Leave it to the Government to screw up a great gift:
It turns out that free car wasn’t so free.
That’s because while Pontiac agreed to pay for most of the local charges — things like state sales tax and licensing fees — the recipients have to report the cars as income once tax time comes.
By adding $28,500 to someone’s income, it can push them into a higher tax bracket — which means they will have to pay about 25 percent or more of the car’s value in taxes. And for a nearly $30,000 car, that probably means, for most of the recipients, shelling out $7,125 for the “free car.”
Comments
This is a surprise? I’m kind of stumped as to why the full story was even written. Maybe next he’ll break the whole “Sun goes up in the East, but goes down in the West” story.

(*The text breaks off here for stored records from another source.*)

use std::time::Duration;

use anyhow::Result;
use async_trait::async_trait;
use reqwest::header::{CONTENT_TYPE, USER_AGENT};
use tracing::warn;

use crate::domain::{
    repositories::webhook_dispatcher::WebhookDispatcher,
    value_objects::webhooks::{
        DeliveryOutcome, EVENT_HEADER, SCAN_EVENT, SIGNATURE_HEADER, WEBHOOK_USER_AGENT,
    },
};

/// Delivers signed scan events to customer endpoints.
pub struct HttpWebhookDispatcher {
    http: reqwest::Client,
}

impl HttpWebhookDispatcher {
    pub fn new(timeout: Duration) -> Result<Self> {
        let http = reqwest::Client::builder()
            .timeout(timeout)
            .redirect(reqwest::redirect::Policy::none())
            .build()?;
        Ok(Self { http })
    }
}

#[async_trait]
impl WebhookDispatcher for HttpWebhookDispatcher {
    async fn deliver(&self, url: &str, body: &str, signature: Option<String>) -> DeliveryOutcome {
        let mut request = self
            .http
            .post(url)
            .header(CONTENT_TYPE, "application/json")
            .header(USER_AGENT, WEBHOOK_USER_AGENT)
            .header(EVENT_HEADER, SCAN_EVENT);
        if let Some(signature) = signature {
            request = request.header(SIGNATURE_HEADER, signature);
        }

        let result = request.body(body.to_string()).send().await;

        match result {
            Ok(resp) => {
                let status = resp.status().as_u16();
                let text = resp.text().await.unwrap_or_default();
                DeliveryOutcome::from_response(status, &text)
            }
            Err(err) => {
                warn!(error = %err, timeout = err.is_timeout(), "webhooks: delivery transport error");
                DeliveryOutcome::from_transport_error(&err.to_string())
            }
        }
    }
}
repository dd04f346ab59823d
use thiserror::Error;

#[derive(Debug, Clone, Copy, PartialEq, Eq)]
pub enum FieldErrorKind {
    Missing,
    InvalidFormat,
    OutOfRange,
}

/// Boundary validation failure for a single request field.
#[derive(Debug, Clone, PartialEq, Eq, Error)]
#[error("{message}")]
pub struct FieldError {
    pub field: String,
    pub kind: FieldErrorKind,
    pub message: String,
}

impl FieldError {
    pub fn missing(field: &str) -> Self {
        Self {
            field: field.to_string(),
            kind: FieldErrorKind::Missing,
            message: format!("{field} is required"),
        }
    }

    pub fn invalid_format(field: &str, message: impl Into<String>) -> Self {
        Self {
            field: field.to_string(),
            kind: FieldErrorKind::InvalidFormat,
            message: message.into(),
        }
    }

    pub fn out_of_range(field: &str, message: impl Into<String>) -> Self {
        Self {
            field: field.to_string(),
            kind: FieldErrorKind::OutOfRange,
            message: message.into(),
        }
    }
}

pub fn validate_http_url(field: &str, value: &str, max_len: usize) -> Result<url::Url, FieldError> {
    let trimmed = value.trim();
    if trimmed.is_empty() {
        return Err(FieldError::missing(field));
    }
    if trimmed.len() > max_len {
        return Err(FieldError::out_of_range(
            field,
            format!("{field} must be at most {max_len} characters"),
        ));
    }

    let parsed = url::Url::parse(trimmed)
        .map_err(|_| FieldError::invalid_format(field, format!("{field} must be a valid URL")))?;

    if !matches!(parsed.scheme(), "http" | "https") || parsed.host_str().is_none() {
        return Err(FieldError::invalid_format(
            field,
            format!("{field} must be an http(s) URL with a host"),
        ));
    }

    Ok(parsed)
}

pub fn validate_hex_color(field: &str, value: &str) -> Result<(), FieldError> {
    let digits = value.strip_prefix('#').unwrap_or("");
    if digits.len() == 6 && digits.chars().all(|c| c.is_ascii_hexdigit()) {
        return Ok(());
    }
    Err(FieldError::invalid_format(
        field,
        format!("{field} must be a #RRGGBB color"),
    ))
}

#[cfg(test)]
mod tests {
    use super::*;

    #[test]
    fn http_urls_need_scheme_and_host() {
        assert!(validate_http_url("url", "https://a.com", 2048).is_ok());
        assert_eq!(
            validate_http_url("url", "  ", 2048).unwrap_err().kind,
            FieldErrorKind::Missing
        );
        assert_eq!(
            validate_http_url("url", "ftp://a.com", 2048).unwrap_err().kind,
            FieldErrorKind::InvalidFormat
        );
        assert_eq!(
            validate_http_url("url", "not a url", 2048).unwrap_err().kind,
            FieldErrorKind::InvalidFormat
        );
        assert_eq!(
            validate_http_url("url", "https://a.com/very-long", 10).unwrap_err().kind,
            FieldErrorKind::OutOfRange
        );
    }

    #[test]
    fn colors_must_be_six_hex_digits() {
        assert!(validate_hex_color("foregroundColor", "#00ffAA").is_ok());
        assert!(validate_hex_color("foregroundColor", "00ffAA").is_err());
        assert!(validate_hex_color("foregroundColor", "#00ffA").is_err());
        assert!(validate_hex_color("foregroundColor", "#00ffAZ").is_err());
    }
}
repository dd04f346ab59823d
pub mod postgres_connection;
pub mod schema;
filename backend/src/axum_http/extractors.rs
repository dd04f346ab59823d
use axum::{
    Json, async_trait,
    extract::{FromRequest, FromRequestParts, Path, Query, Request},
    http::request::Parts,
};
use serde::de::DeserializeOwned;

use super::error_responses::ApiError;

/// `Json` whose rejections use the API error shape.
pub struct ApiJson<T>(pub T);

#[async_trait]
impl<S, T> FromRequest<S> for ApiJson<T>
where
    T: DeserializeOwned,
    S: Send + Sync,
{
    type Rejection = ApiError;

    async fn from_request(req: Request, state: &S) -> Result<Self, Self::Rejection> {
        match Json::<T>::from_request(req, state).await {
            Ok(Json(value)) => Ok(Self(value)),
            Err(rejection) => Err(ApiError::invalid_input(rejection.body_text())),
        }
    }
}

pub struct ApiQuery<T>(pub T);

#[async_trait]
impl<S, T> FromRequestParts<S> for ApiQuery<T>
where
    T: DeserializeOwned,
    S: Send + Sync,
{
    type Rejection = ApiError;

    async fn from_request_parts(parts: &mut Parts, state: &S) -> Result<Self, Self::Rejection> {
        match Query::<T>::from_request_parts(parts, state).await {
            Ok(Query(value)) => Ok(Self(value)),
            Err(rejection) => Err(ApiError::invalid_input(rejection.body_text())),
        }
    }
}

pub struct ApiPath<T>(pub T);

#[async_trait]
impl<S, T> FromRequestParts<S> for ApiPath<T>
where
    T: DeserializeOwned + Send,
    S: Send + Sync,
{
    type Rejection = ApiError;

    async fn from_request_parts(parts: &mut Parts, state: &S) -> Result<Self, Self::Rejection> {
        match Path::<T>::from_request_parts(parts, state).await {
            Ok(Path(value)) => Ok(Self(value)),
            Err(rejection) => Err(ApiError::invalid_input(rejection.body_text())),
        }
    }
}
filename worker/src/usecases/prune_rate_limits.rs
use std::sync::Arc;

use anyhow::Result;
use chrono::{DateTime, Duration, Utc};
use crates::domain::repositories::rate_limits::RateLimitRepository;
use tracing::{debug, info};

pub struct PruneRateLimitsUseCase {
    repository: Arc<dyn RateLimitRepository + Send + Sync>,
    retention: Duration,
}

impl PruneRateLimitsUseCase {
    pub fn new(repository: Arc<dyn RateLimitRepository + Send + Sync>, retention_hours: i64) -> Self {
        Self {
            repository,
            retention: Duration::hours(retention_hours.max(1)),
        }
    }

    /// Deletes rate-limit events older than the retention window. Returns the number removed.
    pub async fn run(&self, now: DateTime<Utc>) -> Result<usize> {
        let cutoff = now - self.retention;
        let removed = self.repository.prune_before(cutoff).await?;

        if removed > 0 {
            info!(removed, %cutoff, "prune_rate_limits: removed stale events");
        } else {
            debug!(%cutoff, "prune_rate_limits: nothing to remove");
        }
        Ok(removed)
    }
}

#[cfg(test)]
mod tests {
    use super::*;
    use crates::domain::repositories::rate_limits::MockRateLimitRepository;
    use mockall::predicate::eq;

    #[tokio::test]
    async fn prunes_everything_older_than_the_retention() {
        let now = Utc::now();
        let mut repository = MockRateLimitRepository::new();
        repository
            .expect_prune_before()
            .with(eq(now - Duration::hours(24)))
            .times(1)
            .returning(|_| Ok(42));

        let usecase = PruneRateLimitsUseCase::new(Arc::new(repository), 24);
        assert_eq!(usecase.run(now).await.unwrap(), 42);
    }

    #[tokio::test]
    async fn retention_is_at_least_an_hour() {
        let now = Utc::now();
        let mut repository = MockRateLimitRepository::new();
        repository
            .expect_prune_before()
            .with(eq(now - Duration::hours(1)))
            .returning(|_| Ok(0));

        let usecase = PruneRateLimitsUseCase::new(Arc::new(repository), 0);
        assert_eq!(usecase.run(now).await.unwrap(), 0);
    }
}
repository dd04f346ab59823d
use anyhow::Result;
use async_trait::async_trait;
use chrono::{DateTime, Utc};
use std::collections::{BTreeMap, HashMap};
use std::sync::Arc;
use std::time::Duration;
use tokio::sync::mpsc;
use tokio::time::{Instant, timeout};
use tracing::{Level, warn};

const QUEUE_CAPACITY: usize = 256;
const SINK_TIMEOUT: Duration = Duration::from_secs(5);
const MAX_TRACKED_FINGERPRINTS: usize = 1024;

/// Fields that tie an alert to a tenant resource, in display order.
pub(crate) const CORRELATION_FIELDS: [&str; 6] = [
    "user_id",
    "organization_id",
    "qr_code_id",
    "subscription_id",
    "log_id",
    "event_id",
];

#[derive(Clone, Debug)]
pub(crate) struct SpanSummary {
    pub(crate) name: String,
    pub(crate) fields: BTreeMap<String, String>,
}

#[derive(Clone, Debug)]
pub(crate) struct AlertEvent {
    pub(crate) level: Level,
    pub(crate) timestamp: DateTime<Utc>,
    pub(crate) service_name: String,
    pub(crate) environment: String,
    pub(crate) component: String,
    pub(crate) target: String,
    pub(crate) file: Option<String>,
    pub(crate) line: Option<u32>,
    pub(crate) message: Option<String>,
    pub(crate) fields: BTreeMap<String, String>,
    pub(crate) spans: Vec<SpanSummary>,
    /// Identical alerts dropped since the previous one was sent.
    pub(crate) suppressed_repeats: u64,
}

impl AlertEvent {
    fn fingerprint(&self) -> String {
        format!(
            "{}|{}|{}",
            self.level,
            self.target,
            self.message.as_deref().unwrap_or_default()
        )
    }

    /// Tenant identifiers from the event, falling back to the innermost span that has them.
    pub(crate) fn correlation(&self) -> Vec<(&'static str, &str)> {
        CORRELATION_FIELDS
            .iter()
            .filter_map(|name| {
                self.fields
                    .get(*name)
                    .or_else(|| self.spans.iter().rev().find_map(|span| span.fields.get(*name)))
                    .map(|value| (*name, value.as_str()))
            })
            .collect()
    }
}

#[async_trait]
pub(crate) trait AlertSink: Send + Sync {
    async fn send(&self, event: &AlertEvent) -> Result<()>;
    fn sink_name(&self) -> &'static str;
}

/// Lets one alert per level/target/message through per `window`. The next alert admitted
/// for a fingerprint carries the number of repeats dropped in between.
pub(crate) struct AlertThrottle {
    window: Duration,
    seen: HashMap<String, (Instant, u64)>,
}

impl AlertThrottle {
    pub(crate) fn new(window: Duration) -> Self {
        Self {
            window,
            seen: HashMap::new(),
        }
    }

    pub(crate) fn admit(&mut self, event: &mut AlertEvent, now: Instant) -> bool {
        if self.seen.len() >= MAX_TRACKED_FINGERPRINTS {
            let window = self.window;
            self.seen
                .retain(|_, (sent_at, _)| now.duration_since(*sent_at) < window);
        }

        match self.seen.get_mut(&event.fingerprint()) {
            Some((sent_at, suppressed)) if now.duration_since(*sent_at) < self.window => {
                *suppressed += 1;
                false
            }
            Some((sent_at, suppressed)) => {
                event.suppressed_repeats = std::mem::take(suppressed);
                *sent_at = now;
                true
            }
            None => {
                self.seen.insert(event.fingerprint(), (now, 0));
                true
            }
        }
    }
}

/// Queues alerts for a background task so logging never blocks on a sink.
#[derive(Clone)]
pub(crate) struct Notifier {
    tx: mpsc::Sender<AlertEvent>,
}

impl Notifier {
    pub(crate) fn new(sinks: Vec<Arc<dyn AlertSink>>, dedup_window: Duration) -> Self {
        let (tx, mut rx) = mpsc::channel::<AlertEvent>(QUEUE_CAPACITY);

        tokio::spawn(async move {
            let mut throttle = AlertThrottle::new(dedup_window);
            while let Some(mut event) = rx.recv().await {
                if !throttle.admit(&mut event, Instant::now()) {
                    continue;
                }
                for sink in &sinks {
                    match timeout(SINK_TIMEOUT, sink.send(&event)).await {
                        Ok(Ok(())) => {}
                        Ok(Err(error)) => {
                            warn!(sink = sink.sink_name(), error = %error, "observability: alert sink failed");
                        }
                        Err(_) => {
                            warn!(sink = sink.sink_name(), "observability: alert sink timed out");
                        }
                    }
                }
            }
        });

        Self { tx }
    }

    pub(crate) fn try_notify(&self, event: AlertEvent) {
        match self.tx.try_send(event) {
            Ok(()) => {}
            Err(mpsc::error::TrySendError::Full(_)) => {
                warn!("observability: alert queue full, dropping event");
            }
            Err(mpsc::error::TrySendError::Closed(_)) => {
                warn!("observability: alert queue closed, dropping event");
            }
        }
    }
}
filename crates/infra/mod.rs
pub mod cache;
pub mod db;
pub mod mailer;
pub mod security;
pub mod webhooks;
use anyhow::Result;
use async_trait::async_trait;
use mockall::automock;

use crate::domain::value_objects::billing::EmailMessage;

#[automock]
#[async_trait]
pub trait Mailer: Send + Sync {
    async fn send(&self, message: EmailMessage) -> Result<()>;
}
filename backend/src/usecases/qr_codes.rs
use std::sync::Arc;

use chrono::Utc;
use crates::{
    domain::{
        entities::qr_codes::QrCodeEntity,
        repositories::{cache::CacheStore, qr_codes::QrCodeRepository},
        value_objects::{
            credits::CreditTransactionError,
            enums::plan_names::PlanName,
            plans::{Feature, has_feature},
            qr_codes::{
                CreateQrCodeModel, DEFAULT_PAGE_SIZE, PageQuery, QrCodeDto, QrCodeListDto,
                UpdateQrCodeModel,
            },
            rate_limits::RateLimitPolicy,
            validation::FieldError,
        },
    },
    infra::cache::{keys, typed},
};
use thiserror::Error;
use tracing::{error, info};
use uuid::Uuid;

use super::{
    access::AccessPolicy,
    entitlements::{EntitlementError, EntitlementsUseCase, ensure_feature},
    rate_limiter::{RateLimitError, RateLimiter},
};

#[derive(Debug, Error)]
pub enum QrCodeError {
    #[error(transparent)]
    Validation(FieldError),
    #[error("QR code {0} not found")]
    NotFound(Uuid),
    #[error("{0}")]
    Forbidden(String),
    #[error(transparent)]
    Entitlement(#[from] EntitlementError),
    #[error(transparent)]
    Credits(#[from] CreditTransactionError),
    #[error(transparent)]
    RateLimit(#[from] RateLimitError),
    #[error(transparent)]
    Internal(#[from] anyhow::Error),
}

impl From<FieldError> for QrCodeError {
    fn from(err: FieldError) -> Self {
        QrCodeError::Validation(err)
    }
}

pub type UseCaseResult<T> = std::result::Result<T, QrCodeError>;

/// Applies the plan's feature gates to a create request and returns whether
/// the QR code keeps its watermark.
pub fn creation_gates(plan: PlanName, model: &CreateQrCodeModel) -> Result<bool, EntitlementError> {
    if model.is_dynamic {
        ensure_feature(plan, Feature::DynamicQr)?;
    }
    if model.has_logo() {
        ensure_feature(plan, Feature::Logo)?;
    }
    Ok(!has_feature(plan, Feature::RemoveWatermark))
}

/// Cache keys a write by `user_id` makes stale.
pub fn owner_cache_keys(user_id: Uuid) -> Vec<String> {
    let mut stale = vec![keys::user_credits(user_id)];
    stale.extend((1..=keys::INVALIDATED_LIST_PAGES).map(|page| keys::qr_code_list(user_id, page)));
    stale
}

pub struct QrCodesUseCase {
    qr_code_repository: Arc<dyn QrCodeRepository + Send + Sync>,
    entitlements: Arc<EntitlementsUseCase>,
    access: Arc<AccessPolicy>,
    rate_limiter: Arc<RateLimiter>,
    cache: Arc<dyn CacheStore>,
}

impl QrCodesUseCase {
    pub fn new(
        qr_code_repository: Arc<dyn QrCodeRepository + Send + Sync>,
        entitlements: Arc<EntitlementsUseCase>,
        access: Arc<AccessPolicy>,
        rate_limiter: Arc<RateLimiter>,
        cache: Arc<dyn CacheStore>,
    ) -> Self {
        Self {
            qr_code_repository,
            entitlements,
            access,
            rate_limiter,
            cache,
        }
    }

    pub async fn create(&self, user_id: Uuid, model: CreateQrCodeModel) -> UseCaseResult<QrCodeDto> {
        model.validate()?;

        if let Some(organization_id) = model.organization_id {
            if !self.access.is_member(organization_id, user_id).await? {
                return Err(QrCodeError::Forbidden(
                    "You are not a member of this organization".to_string(),
                ));
            }
        }

        self.rate_limiter
            .enforce(&format!("user:{user_id}"), &RateLimitPolicy::qr_create())
            .await?;

        let plan = self.entitlements.assert_can_create_qr(user_id, 1).await?;
        let has_watermark = creation_gates(plan, &model)?;

        let insert = model.into_insert_entity(Uuid::new_v4(), user_id, has_watermark);
        let qr_code = self
            .qr_code_repository
            .create_with_credit_deduction(user_id, insert)
            .await
            .map_err(|err| {
                if let CreditTransactionError::TransactionFailed(source) = &err {
                    error!(%user_id, db_error = ?source, "qr_codes: create transaction failed");
                }
                err
            })?;

        typed::invalidate(self.cache.as_ref(), &owner_cache_keys(user_id)).await;
        info!(%user_id, qr_code_id = %qr_code.id, %plan, "qr_codes: created");

        Ok(qr_code.into())
    }

    pub async fn list(&self, user_id: Uuid, query: PageQuery) -> UseCaseResult<QrCodeListDto> {
        let page = query.page();
        let limit = query.limit();
        // Only default-sized pages are cached, so the key stays per page.
        let cache_key = (limit == DEFAULT_PAGE_SIZE).then(|| keys::qr_code_list(user_id, page));

        if let Some(cache_key) = &cache_key {
            if let Some(cached) = typed::get_json::<QrCodeListDto>(self.cache.as_ref(), cache_key).await {
                return Ok(cached);
            }
        }

        let qr_codes = self
            .qr_code_repository
            .list_by_user(user_id, limit, query.offset())
            .await?;
        let listed = QrCodeListDto {
            qr_codes: qr_codes.into_iter().map(QrCodeDto::from).collect(),
            page,
            limit,
        };

        if let Some(cache_key) = &cache_key {
            typed::set_json(self.cache.as_ref(), cache_key, &listed, keys::QR_LIST_TTL).await;
        }
        Ok(listed)
    }

    pub async fn get(&self, user_id: Uuid, qr_code_id: Uuid) -> UseCaseResult<QrCodeDto> {
        let qr_code = self.load_cached(qr_code_id).await?;
        if !self.access.can_view(user_id, &qr_code).await? {
            return Err(QrCodeError::Forbidden(
                "You do not have access to this QR code".to_string(),
            ));
        }
        Ok(qr_code.into())
    }

    pub async fn update(
        &self,
        user_id: Uuid,
        qr_code_id: Uuid,
        model: UpdateQrCodeModel,
    ) -> UseCaseResult<QrCodeDto> {
        model.validate()?;

        let qr_code = self.load(qr_code_id).await?;
        if !self.access.can_manage(user_id, &qr_code).await? {
            return Err(QrCodeError::Forbidden(
                "Only the owner or an organization admin can update this QR code".to_string(),
            ));
        }
        if model.has_logo() {
            self.entitlements.assert_feature(qr_code.user_id, Feature::Logo).await?;
        }

        let updated = self
            .qr_code_repository
            .update(qr_code_id, model.into_changeset(Utc::now()))
            .await?;

        self.forget(&updated).await;
        info!(%user_id, %qr_code_id, "qr_codes: updated");
        Ok(updated.into())
    }

    pub async fn delete(&self, user_id: Uuid, qr_code_id: Uuid) -> UseCaseResult<()> {
        let qr_code = self.load(qr_code_id).await?;
        if !self.access.can_manage(user_id, &qr_code).await? {
            return Err(QrCodeError::Forbidden(
                "Only the owner or an organization admin can delete this QR code".to_string(),
            ));
        }

        if !self.qr_code_repository.delete(qr_code_id).await? {
            return Err(QrCodeError::NotFound(qr_code_id));
        }

        self.forget(&qr_code).await;
        info!(%user_id, %qr_code_id, "qr_codes: deleted");
        Ok(())
    }

    async fn load(&self, qr_code_id: Uuid) -> UseCaseResult<QrCodeEntity> {
        self.qr_code_repository
            .find_by_id(qr_code_id)
            .await?
            .ok_or(QrCodeError::NotFound(qr_code_id))
    }

    async fn load_cached(&self, qr_code_id: Uuid) -> UseCaseResult<QrCodeEntity> {
        let cache_key = keys::qr_code(qr_code_id);
        if let Some(cached) = typed::get_json::<QrCodeEntity>(self.cache.as_ref(), &cache_key).await {
            return Ok(cached);
        }
        let qr_code = self.load(qr_code_id).await?;
        typed::set_json(self.cache.as_ref(), &cache_key, &qr_code, keys::QR_CODE_TTL).await;
        Ok(qr_code)
    }

    async fn forget(&self, qr_code: &QrCodeEntity) {
        let mut stale = owner_cache_keys(qr_code.user_id);
        stale.push(keys::qr_code(qr_code.id));
        stale.push(keys::scan_stats(qr_code.id));
        typed::invalidate(self.cache.as_ref(), &stale).await;
    }
}
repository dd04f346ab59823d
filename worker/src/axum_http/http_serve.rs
use std::{net::SocketAddr, sync::Arc, time::Duration};

use anyhow::Result;
use axum::{Router, routing::get};
use tokio::net::TcpListener;
use tower_http::{limit::RequestBodyLimitLayer, timeout::TimeoutLayer, trace::TraceLayer};
use tracing::{info, warn};

use crate::{axum_http::default_routers, config::config_model::DotEnvyConfig};

/// The worker exposes only a liveness probe.
pub fn build_router(config: &DotEnvyConfig) -> Result<Router> {
    let app = Router::new()
        .fallback(default_routers::not_found)
        .route("/health-check", get(default_routers::health_check))
        .layer(TimeoutLayer::new(Duration::from_secs(
            config.worker_server.timeout,
        )))
        .layer(RequestBodyLimitLayer::new(
            (config.worker_server.body_limit * 1024 * 1024).try_into()?,
        ))
        .layer(TraceLayer::new_for_http());

    Ok(app)
}

pub async fn start(config: Arc<DotEnvyConfig>) -> Result<()> {
    let app = build_router(&config)?;

    let addr = SocketAddr::from(([0, 0, 0, 0], config.worker_server.port));
    let listener = TcpListener::bind(addr).await?;
    info!("Worker HTTP server running on {}", addr);

    axum::serve(listener, app)
        .with_graceful_shutdown(shutdown_signal())
        .await?;
    Ok(())
}

async fn shutdown_signal() {
    let ctrl_c = async {
        if let Err(err) = tokio::signal::ctrl_c().await {
            warn!(error = %err, "Failed to install CTRL+C signal handler");
            std::future::pending::<()>().await;
        }
    };

    #[cfg(unix)]
    let terminate = async {
        use tokio::signal::unix::{SignalKind, signal};
        match signal(SignalKind::terminate()) {
            Ok(mut sigterm) => {
                sigterm.recv().await;
            }
            Err(err) => {
                warn!(error = %err, "Failed to install SIGTERM signal handler");
                std::future::pending::<()>().await;
            }
        }
    };
    #[cfg(not(unix))]
    let terminate = std::future::pending::<()>();

    tokio::select! {
        _ = ctrl_c => info!("Received ctrl+C signal"),
        _ = terminate => info!("Received terminate signal"),
    }
}
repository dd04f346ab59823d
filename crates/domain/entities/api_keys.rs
use chrono::{DateTime, Utc};
use diesel::prelude::*;
use serde::{Deserialize, Serialize};
use uuid::Uuid;

use crate::infra::db::postgres::schema::api_keys;

#[derive(Debug, Clone, Identifiable, Selectable, Queryable, Serialize, Deserialize)]
#[diesel(table_name = api_keys)]
pub struct ApiKeyEntity {
    pub id: Uuid,
    pub user_id: Option<Uuid>,
    pub organization_id: Option<Uuid>,
    pub name: String,
    pub key_prefix: String,
    pub key_hash: String,
    pub scopes: Vec<String>,
    pub is_active: bool,
    pub expires_at: Option<DateTime<Utc>>,
    pub last_used_at: Option<DateTime<Utc>>,
    pub created_at: DateTime<Utc>,
}

impl ApiKeyEntity {
    pub fn is_usable_at(&self, now: DateTime<Utc>) -> bool {
        self.is_active && self.expires_at.is_none_or(|expires_at| expires_at > now)
    }
}

#[derive(Debug, Clone, Insertable)]
#[diesel(table_name = api_keys)]
pub struct InsertApiKeyEntity {
    pub user_id: Option<Uuid>,
    pub organization_id: Option<Uuid>,
    pub name: String,
    pub key_prefix: String,
    pub key_hash: String,
    pub scopes: Vec<String>,
    pub expires_at: Option<DateTime<Utc>>,
}
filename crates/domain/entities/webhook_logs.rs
use chrono::{DateTime, Utc};
use diesel::prelude::*;
use serde::Serialize;
use uuid::Uuid;

use crate::infra::db::postgres::schema::qr_code_webhook_logs;

#[derive(Debug, Clone, Identifiable, Selectable, Queryable, Serialize)]
#[diesel(table_name = qr_code_webhook_logs)]
pub struct WebhookLogEntity {
    pub id: Uuid,
    pub qr_code_id: Uuid,
    pub webhook_url: String,
    pub payload: serde_json::Value,
    pub response_status: Option<i32>,
    pub response_body: Option<String>,
    pub is_successful: bool,
    pub attempts: i32,
    pub last_attempt_at: DateTime<Utc>,
    pub created_at: DateTime<Utc>,
}

#[derive(Debug, Clone, Insertable)]
#[diesel(table_name = qr_code_webhook_logs)]
pub struct InsertWebhookLogEntity {
    pub qr_code_id: Uuid,
    pub webhook_url: String,
    pub payload: serde_json::Value,
    pub is_successful: bool,
    pub attempts: i32,
    pub last_attempt_at: DateTime<Utc>,
}
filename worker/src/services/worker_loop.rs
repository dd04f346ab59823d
use std::{future::Future, time::Duration};

use anyhow::Result;
use tracing::{error, info};

/// Runs `task` every `interval` forever. A failed tick is logged and the loop carries on.
pub async fn run_periodic<F, Fut>(name: &'static str, interval: Duration, mut task: F) -> Result<()>
where
    F: FnMut() -> Fut,
    Fut: Future<Output = Result<()>>,
{
    info!(job = name, interval_secs = interval.as_secs(), "worker: loop started");
    loop {
        if let Err(e) = task().await {
            error!(job = name, error = ?e, "worker: tick failed");
        }

        tokio::time::sleep(interval).await;
    }
}

#[cfg(test)]
mod tests {
    use super::*;
    use anyhow::anyhow;
    use std::sync::{
        Arc,
        atomic::{AtomicUsize, Ordering},
    };

    #[tokio::test(start_paused = true)]
    async fn keeps_ticking_after_a_failure() {
        let ticks = Arc::new(AtomicUsize::new(0));
        let counter = Arc::clone(&ticks);

        let handle = tokio::spawn(run_periodic("test", Duration::from_secs(5), move || {
            let counter = Arc::clone(&counter);
            async move {
                let tick = counter.fetch_add(1, Ordering::SeqCst);
                if tick == 0 {
                    Err(anyhow!("first tick fails"))
                } else {
                    Ok(())
                }
            }
        }));

        tokio::time::sleep(Duration::from_secs(11)).await;
        handle.abort();

        assert_eq!(ticks.load(Ordering::SeqCst), 3);
    }
}
pub mod config_loader;
pub mod config_model;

Jake, tell me, would you be happy to pay $7,125 for a new Pontiac? Thats a lot nicer number then $28,500, at least in my opinion. And these people NEEDED cards, or at least that was my understanding when I read about this.
But yea, taxes suck.
Not too much in life is free, really free! But getting a $28,500 car for $7,000 is a bargain. The taxes will be added on to their income after they pick up the car. If they wait until after December 31, 2004 it will buy them some time until 2006 income tax time to get the money together, sell the car or whatever. But I sure would not forfiet it. Taxes do suck, but I would have loved the opportunity to have this particular problem to deal with!
Ummm drive today taxes tomorrow,
considering all of them walked in with nothing. But left with something. What is the big deal. Even Bob Barker makes them pay taxes. So just come on down to the tax office and bid for your payments!
Yes, they walked away with a nice car, but also a $7,000 debt. Yes, it’s a good deal for the car, but needing a care and being able to afford one (even at $7,000) are two very different things.